─── Given entries

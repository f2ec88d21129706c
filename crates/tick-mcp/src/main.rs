//! Tick MCP server binary
//!
//! ## Usage
//!
//! ```bash
//! # Run as MCP server (stdio)
//! tick-mcp
//!
//! # Verbose logging to stderr
//! tick-mcp --log-filter tick_mcp=debug
//!
//! # Pin the clock, e.g. for reproducible transcripts
//! TICK_MCP_FIXED_NOW=2024-01-15T09:00:00Z tick-mcp
//! ```

use anyhow::Context;
use clap::Parser;
use tick_mcp::{ServerConfig, TickMcpServer};
use tracing_subscriber::{layer::SubscriberExt, util::SubscriberInitExt, EnvFilter};

fn main() -> anyhow::Result<()> {
    let config = ServerConfig::parse();

    // stdout carries the protocol, so logs go to stderr
    tracing_subscriber::registry()
        .with(
            EnvFilter::try_from_default_env()
                .or_else(|_| EnvFilter::try_new(&config.log_filter))
                .with_context(|| format!("invalid log filter '{}'", config.log_filter))?,
        )
        .with(
            tracing_subscriber::fmt::layer()
                .with_writer(std::io::stderr)
                .with_ansi(false),
        )
        .init();

    tracing::info!(
        version = env!("CARGO_PKG_VERSION"),
        server_name = %config.server_name,
        fixed_clock = config.fixed_now.is_some(),
        "starting Tick MCP server"
    );

    let server = TickMcpServer::new(&config);
    server.run_stdio().context("stdio transport failed")?;

    Ok(())
}
//! The current instant decomposed into calendar fields.

use chrono::{DateTime, Datelike, SecondsFormat, Utc};
use serde::Serialize;

use crate::calendar::{format_date, weekday_index};

/// Calendar breakdown of a single instant, in UTC.
#[derive(Debug, Clone, PartialEq, Eq, Serialize)]
pub struct CurrentDate {
    /// `YYYY-MM-DD`.
    pub current_date: String,
    /// RFC 3339 with millisecond precision and a `Z` suffix.
    pub current_datetime: String,
    /// English weekday name, e.g. `"Monday"`.
    pub weekday: String,
    /// 0 = Sunday … 6 = Saturday.
    pub weekday_number: u32,
    pub day: u32,
    /// 1-12.
    pub month: u32,
    pub month_name: String,
    pub year: i32,
    /// Long form, e.g. `"Monday, January 15, 2024"`.
    pub formatted_date: String,
}

/// Describe `now` as a [`CurrentDate`].
///
/// Every field is derived from the single instant passed in, so the date and
/// weekday can never disagree across a midnight tick.
pub fn current_date(now: DateTime<Utc>) -> CurrentDate {
    let date = now.date_naive();
    CurrentDate {
        current_date: format_date(date),
        current_datetime: now.to_rfc3339_opts(SecondsFormat::Millis, true),
        weekday: date.format("%A").to_string(),
        weekday_number: weekday_index(date),
        day: date.day(),
        month: date.month(),
        month_name: date.format("%B").to_string(),
        year: date.year(),
        formatted_date: date.format("%A, %B %-d, %Y").to_string(),
    }
}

──────

Work item:
Could you retype exactly the lines from the first one of the records through the line containing "EnvFilter::try_from_default_env()", both included, and nothing more?

Answer below:
repository f2ec88d21129706c
filename crates/tick-mcp/src/main.rs
//! Tick MCP server binary
//!
//! ## Usage
//!
//! ```bash
//! # Run as MCP server (stdio)
//! tick-mcp
//!
//! # Verbose logging to stderr
//! tick-mcp --log-filter tick_mcp=debug
//!
//! # Pin the clock, e.g. for reproducible transcripts
//! TICK_MCP_FIXED_NOW=2024-01-15T09:00:00Z tick-mcp
//! ```

use anyhow::Context;
use clap::Parser;
use tick_mcp::{ServerConfig, TickMcpServer};
use tracing_subscriber::{layer::SubscriberExt, util::SubscriberInitExt, EnvFilter};

fn main() -> anyhow::Result<()> {
    let config = ServerConfig::parse();

    // stdout carries the protocol, so logs go to stderr
    tracing_subscriber::registry()
        .with(
            EnvFilter::try_from_default_env()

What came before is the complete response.